- Born: 13 December 1882 Hackney, London, England
- Died: 6 May 1948 (aged 65)
- Website: www.heshallcome.com student-thoughts.com

= Percy W. Heward =

Percy Weston Heward (13 December 1882 – 6 May 1948) was an independent English Christian evangelist, Biblical scholar, author and principal of a "Bible Training College" in London. In 1908 he founded a movement which aimed to "literally carry out the word of the Gospel" and re-establish Churches/Assemblies according to the New Testament pattern. He became the leading teacher of a gathering of Christians in Forest Gate, East London, which was in association with a number of other similar assemblies in England.

==Life==
Heward was born in Hackney (parish) (today London Borough of Hackney), England on 13 December 1882 and was "raised in a godly home" by his parents John Reeves Heward and Sarah Ann Heward.
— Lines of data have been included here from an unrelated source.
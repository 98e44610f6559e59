//! Runtime configuration for the poster.
//!
//! ## Precedence (highest to lowest)
//!
//! 1. Environment variables (`SLOTPOST_*`)
//! 2. `slotpost.toml` (path from `--config` or `SLOTPOST_CONFIG`)
//! 3. Built-in defaults
//!
//! Credentials are read from the environment only; the matching TOML keys
//! are ignored.

use std::env;
use std::path::{Path, PathBuf};

use anyhow::{Context, Result};
use assembly::{AssemblyConfig, PipelineResult, ScheduleTable, SlotEntry};
use serde::{Deserialize, Serialize};
use thiserror::Error;

const DEFAULT_CONFIG_FILE: &str = "slotpost.toml";
const DEFAULT_HISTORY_PATH: &str = "history.json";
const DEFAULT_HTTP_TIMEOUT_SECS: u64 = 30;
const DEFAULT_CATALOG_URL: &str = "https://api.igdb.com/v4";
const DEFAULT_LLM_URL: &str = "https://api.openai.com/v1";
const DEFAULT_LLM_MODEL: &str = "gpt-4o-mini";
const DEFAULT_BSKY_URL: &str = "https://bsky.social";

pub const ENV_CONFIG_PATH: &str = "SLOTPOST_CONFIG";
const ENV_CATALOG_URL: &str = "SLOTPOST_CATALOG_URL";
const ENV_CATALOG_CLIENT_ID: &str = "SLOTPOST_CATALOG_CLIENT_ID";
const ENV_CATALOG_TOKEN: &str = "SLOTPOST_CATALOG_TOKEN";
const ENV_LLM_URL: &str = "SLOTPOST_LLM_URL";
const ENV_LLM_MODEL: &str = "SLOTPOST_LLM_MODEL";
const ENV_LLM_API_KEY: &str = "SLOTPOST_LLM_API_KEY";
const ENV_BSKY_URL: &str = "SLOTPOST_BSKY_URL";
const ENV_BSKY_HANDLE: &str = "SLOTPOST_BSKY_HANDLE";
const ENV_BSKY_PASSWORD: &str = "SLOTPOST_BSKY_PASSWORD";
const ENV_FORCED_SLOT: &str = "SLOTPOST_FORCED_SLOT";
const ENV_MANUAL: &str = "SLOTPOST_MANUAL";

#[derive(Debug, Error)]
pub enum ConfigError {
    #[error("missing credentials: {}", .0.join(", "))]
    MissingCredentials(Vec<&'static str>),

    #[error("invalid configuration: {}", .0.join("; "))]
    Invalid(Vec<String>),
}

/// IGDB-style catalog endpoint.
#[derive(Debug, Clone, Serialize, Deserialize)]
#[serde(default)]
pub struct CatalogSettings {
    pub base_url: String,
    #[serde(skip)]
    pub client_id: String,
    #[serde(skip)]
    pub token: String,
}

impl Default for CatalogSettings {
    fn default() -> Self {
        Self {
            base_url: DEFAULT_CATALOG_URL.to_string(),
            client_id: String::new(),
            token: String::new(),
        }
    }
}

/// OpenAI-compatible chat completions endpoint.
#[derive(Debug, Clone, Serialize, Deserialize)]
#[serde(default)]
pub struct LlmSettings {
    pub base_url: String,
    pub model: String,
    pub temperature: f32,
    /// Optional: local servers usually accept anonymous requests.
    #[serde(skip)]
    pub api_key: Option<String>,
}

impl Default for LlmSettings {
    fn default() -> Self {
        Self {
            base_url: DEFAULT_LLM_URL.to_string(),
            model: DEFAULT_LLM_MODEL.to_string(),
            temperature: 0.8,
            api_key: None,
        }
    }
}

/// AT-protocol PDS.
#[derive(Debug, Clone, Serialize, Deserialize)]
#[serde(default)]
pub struct PublisherSettings {
    pub base_url: String,
    #[serde(skip)]
    pub handle: String,
    #[serde(skip)]
    pub password: String,
}

impl Default for PublisherSettings {
    fn default() -> Self {
        Self {
            base_url: DEFAULT_BSKY_URL.to_string(),
            handle: String::new(),
            password: String::new(),
        }
    }
}

/// Manual triggers that mirror the `run` flags.
#[derive(Debug, Clone, Default)]
pub struct TriggerSettings {
    pub forced_slot: Option<String>,
    pub manual: bool,
}

#[derive(Debug, Clone, Serialize, Deserialize)]
#[serde(default)]
pub struct AppConfig {
    pub history_path: PathBuf,
    pub http_timeout_secs: u64,
    pub catalog: CatalogSettings,
    pub llm: LlmSettings,
    pub publisher: PublisherSettings,
    /// Replaces the built-in weekly table when present.
    #[serde(skip_serializing_if = "Option::is_none")]
    pub schedule: Option<Vec<SlotEntry>>,
    pub assembly: AssemblyConfig,
    #[serde(skip)]
    pub trigger: TriggerSettings,
}

impl Default for AppConfig {
    fn default() -> Self {
        Self {
            history_path: PathBuf::from(DEFAULT_HISTORY_PATH),
            http_timeout_secs: DEFAULT_HTTP_TIMEOUT_SECS,
            catalog: CatalogSettings::default(),
            llm: LlmSettings::default(),
            publisher: PublisherSettings::default(),
            schedule: None,
            assembly: AssemblyConfig::default(),
            trigger: TriggerSettings::default(),
        }
    }
}

impl AppConfig {
    /// Read the config file (if any) and apply environment overrides.
    ///
    /// An explicit path that does not exist is an error; a missing default
    /// file just means defaults.
    pub fn load(path: Option<&Path>) -> Result<Self> {
        let explicit = path
            .map(Path::to_path_buf)
            .or_else(|| env::var(ENV_CONFIG_PATH).ok().map(PathBuf::from));

        let mut config = match explicit {
            Some(path) => Self::from_file(&path)?,
            None if Path::new(DEFAULT_CONFIG_FILE).exists() => {
                Self::from_file(Path::new(DEFAULT_CONFIG_FILE))?
            }
            None => {
                tracing::debug!("No config file, using defaults");
                Self::default()
            }
        };
        config.apply_env(|key| env::var(key).ok());
        Ok(config)
    }

    pub fn from_file(path: &Path) -> Result<Self> {
        let content = std::fs::read_to_string(path)
            .context(format!("Failed to read {}", path.display()))?;
        Self::from_toml_str(&content)
            .context(format!("Failed to parse {}", path.display()))
    }

    pub fn from_toml_str(content: &str) -> Result<Self> {
        toml::from_str(content).context("Invalid slotpost TOML")
    }

    /// Overlay `SLOTPOST_*` variables. Blank values count as unset.
    pub fn apply_env(&mut self, lookup: impl Fn(&str) -> Option<String>) {
        let get = |key: &str| lookup(key).filter(|v| !v.trim().is_empty());

        if let Some(v) = get(ENV_CATALOG_URL) {
            self.catalog.base_url = v;
        }
        if let Some(v) = get(ENV_CATALOG_CLIENT_ID) {
            self.catalog.client_id = v;
        }
        if let Some(v) = get(ENV_CATALOG_TOKEN) {
            self.catalog.token = v;
        }
        if let Some(v) = get(ENV_LLM_URL) {
            self.llm.base_url = v;
        }
        if let Some(v) = get(ENV_LLM_MODEL) {
            self.llm.model = v;
        }
        if let Some(v) = get(ENV_LLM_API_KEY) {
            self.llm.api_key = Some(v);
        }
        if let Some(v) = get(ENV_BSKY_URL) {
            self.publisher.base_url = v;
        }
        if let Some(v) = get(ENV_BSKY_HANDLE) {
            self.publisher.handle = v;
        }
        if let Some(v) = get(ENV_BSKY_PASSWORD) {
            self.publisher.password = v;
        }
        if let Some(v) = get(ENV_FORCED_SLOT) {
            self.trigger.forced_slot = Some(v);
        }
        if let Some(v) = get(ENV_MANUAL) {
            let flag = v.trim().to_ascii_lowercase();
            self.trigger.manual = matches!(flag.as_str(), "true" | "1" | "yes");
        }
    }

    /// Check credentials and tunables before any client is built.
    ///
    /// Publisher credentials are only required when `publishing`.
    pub fn validate(&self, publishing: bool) -> Result<(), ConfigError> {
        let mut missing = Vec::new();
        if self.catalog.client_id.is_empty() {
            missing.push(ENV_CATALOG_CLIENT_ID);
        }
        if self.catalog.token.is_empty() {
            missing.push(ENV_CATALOG_TOKEN);
        }
        if publishing {
            if self.publisher.handle.is_empty() {
                missing.push(ENV_BSKY_HANDLE);
            }
            if self.publisher.password.is_empty() {
                missing.push(ENV_BSKY_PASSWORD);
            }
        }
        if !missing.is_empty() {
            return Err(ConfigError::MissingCredentials(missing));
        }

        let mut problems = self.assembly.validate();
        if let Err(e) = self.schedule_table() {
            problems.push(e.to_string());
        }
        if self.http_timeout_secs == 0 {
            problems.push("http_timeout_secs must be at least 1".to_string());
        }
        if problems.is_empty() {
            Ok(())
        } else {
            Err(ConfigError::Invalid(problems))
        }
    }

    pub fn schedule_table(&self) -> PipelineResult<ScheduleTable> {
        match &self.schedule {
            Some(entries) => ScheduleTable::from_entries(entries),
            None => Ok(ScheduleTable::default()),
        }
    }
}
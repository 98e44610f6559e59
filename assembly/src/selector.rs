//! Candidate selection against the catalog.
//!
//! Each attempt asks for one random page, shuffles it and keeps items that
//! have a cover, are not in the item history and were not already picked.
//! Attempts are bounded; a short or empty result is a normal outcome, never
//! an error. A page that comes back empty lowers the offset ceiling so later
//! attempts stay inside narrow result sets.

use std::collections::HashSet;

use async_trait::async_trait;
use chrono::{DateTime, TimeZone, Utc};
use rand::seq::SliceRandom;
use rand::{Rng, RngCore};
use serde::{Deserialize, Serialize};
use tracing::{debug, warn};

use crate::content::ContentItem;
use crate::error::CollaboratorError;
use crate::history::{HistoryCategory, HistoryStore};

/// Release window, both ends optional, `until` exclusive.
#[derive(Debug, Clone, Default, PartialEq, Eq, Serialize, Deserialize)]
pub struct DateRange {
    #[serde(default, skip_serializing_if = "Option::is_none")]
    pub from: Option<DateTime<Utc>>,
    #[serde(default, skip_serializing_if = "Option::is_none")]
    pub until: Option<DateTime<Utc>>,
}

impl DateRange {
    /// Everything released before January 1st of `year`.
    pub fn before_year(year: i32) -> Self {
        Self {
            from: None,
            until: Utc.with_ymd_and_hms(year, 1, 1, 0, 0, 0).single(),
        }
    }

    pub fn contains(&self, ts: DateTime<Utc>) -> bool {
        self.from.map_or(true, |from| ts >= from) && self.until.map_or(true, |until| ts < until)
    }
}

#[derive(Debug, Clone, Default, PartialEq, Eq, Serialize, Deserialize)]
pub struct CatalogFilter {
    #[serde(default)]
    pub categories: Vec<String>,
    #[serde(default)]
    pub platforms: Vec<String>,
    #[serde(default, skip_serializing_if = "Option::is_none")]
    pub released: Option<DateRange>,
}

impl CatalogFilter {
    /// Combine two filters; `other` adds labels and overrides the date range.
    pub fn merged(&self, other: &CatalogFilter) -> CatalogFilter {
        let mut merged = self.clone();
        merged.categories.extend(other.categories.iter().cloned());
        merged.platforms.extend(other.platforms.iter().cloned());
        if other.released.is_some() {
            merged.released = other.released.clone();
        }
        merged
    }
}

/// Catalog collaborator.
#[async_trait]
pub trait Catalog: Send + Sync {
    async fn query(
        &self,
        filter: &CatalogFilter,
        offset: u32,
        limit: u32,
    ) -> Result<Vec<ContentItem>, CollaboratorError>;

    /// Full record with screenshots and categories.
    async fn fetch_detail(&self, id: &str) -> Result<ContentItem, CollaboratorError>;
}

#[derive(Debug, Clone, Serialize, Deserialize)]
#[serde(default)]
pub struct SelectionLimits {
    pub max_attempts: u32,
    pub page_size: u32,
    /// Highest page offset drawn.
    pub max_offset: u32,
}

impl Default for SelectionLimits {
    fn default() -> Self {
        Self {
            max_attempts: 10,
            page_size: 50,
            max_offset: 500,
        }
    }
}

pub struct CandidateSelector<'a> {
    catalog: &'a dyn Catalog,
    history: &'a HistoryStore,
    limits: &'a SelectionLimits,
}

impl<'a> CandidateSelector<'a> {
    pub fn new(
        catalog: &'a dyn Catalog,
        history: &'a HistoryStore,
        limits: &'a SelectionLimits,
    ) -> Self {
        Self {
            catalog,
            history,
            limits,
        }
    }

    /// Collect up to `wanted` unused items. May return fewer.
    pub async fn select(
        &self,
        wanted: usize,
        filter: &CatalogFilter,
        rng: &mut (dyn RngCore + Send),
    ) -> Vec<ContentItem> {
        let mut chosen: Vec<ContentItem> = Vec::with_capacity(wanted);
        if wanted == 0 {
            return chosen;
        }

        let page_size = self.limits.page_size.max(1);
        let mut offset_ceiling = self.limits.max_offset;
        let mut seen: HashSet<String> = HashSet::new();

        for attempt in 1..=self.limits.max_attempts {
            let offset = random_offset(&mut *rng, offset_ceiling, page_size);
            let mut batch = match self.catalog.query(filter, offset, page_size).await {
                Ok(batch) => batch,
                Err(e) => {
                    warn!(attempt, offset, error = %e, "Catalog query failed");
                    continue;
                }
            };

            if batch.is_empty() && offset > 0 {
                offset_ceiling = offset - page_size.min(offset);
            }

            batch.shuffle(&mut *rng);
            for item in batch {
                if chosen.len() == wanted {
                    break;
                }
                if !item.has_primary_image()
                    || self.history.has(HistoryCategory::Items, &item.id)
                    || !seen.insert(item.id.clone())
                {
                    continue;
                }
                chosen.push(item);
            }

            debug!(
                attempt,
                offset,
                found = chosen.len(),
                wanted,
                "Candidate page scanned"
            );
            if chosen.len() == wanted {
                break;
            }
        }

        if chosen.len() < wanted {
            warn!(
                found = chosen.len(),
                wanted,
                attempts = self.limits.max_attempts,
                "Candidate selection came back short"
            );
        }
        chosen
    }
}

/// Uniform page-aligned offset in `0..=ceiling`.
fn random_offset(rng: &mut (dyn RngCore + Send), ceiling: u32, page_size: u32) -> u32 {
    let pages = ceiling / page_size;
    rng.gen_range(0..=pages) * page_size
}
They were married in "Clapton Park Congregational Chapel" on 10 January 1878. He was converted at the age of 4, "trusting [Jesus Christ] as his personal Saviour". His parents, who "had a deep spiritual interest in fellow-believers and held meetings in their own home", taught him according to their understanding of the Bible. His tutors at St Olave's Grammar School, Southwark, London "desired him to follow a scholastic profession" because of his "very successful career" at school. He refused. His parents "had dedicated him to the service of the Lord Jesus Christ" and so his education was centred on the Bible and languages. Later the American missionary S.C. Duce wrote: "He seemed to enter into the very warp and woof of the Scriptures and his deep knowledge of the Hebrew and Greek languages made him an authority on questions of interpretation. A learned Hebrew Christian in the United States once remarked to the writer that Mr. Heward was the most deeply instructed student of the Scriptures in the original languages he had met on either side of the Atlantic".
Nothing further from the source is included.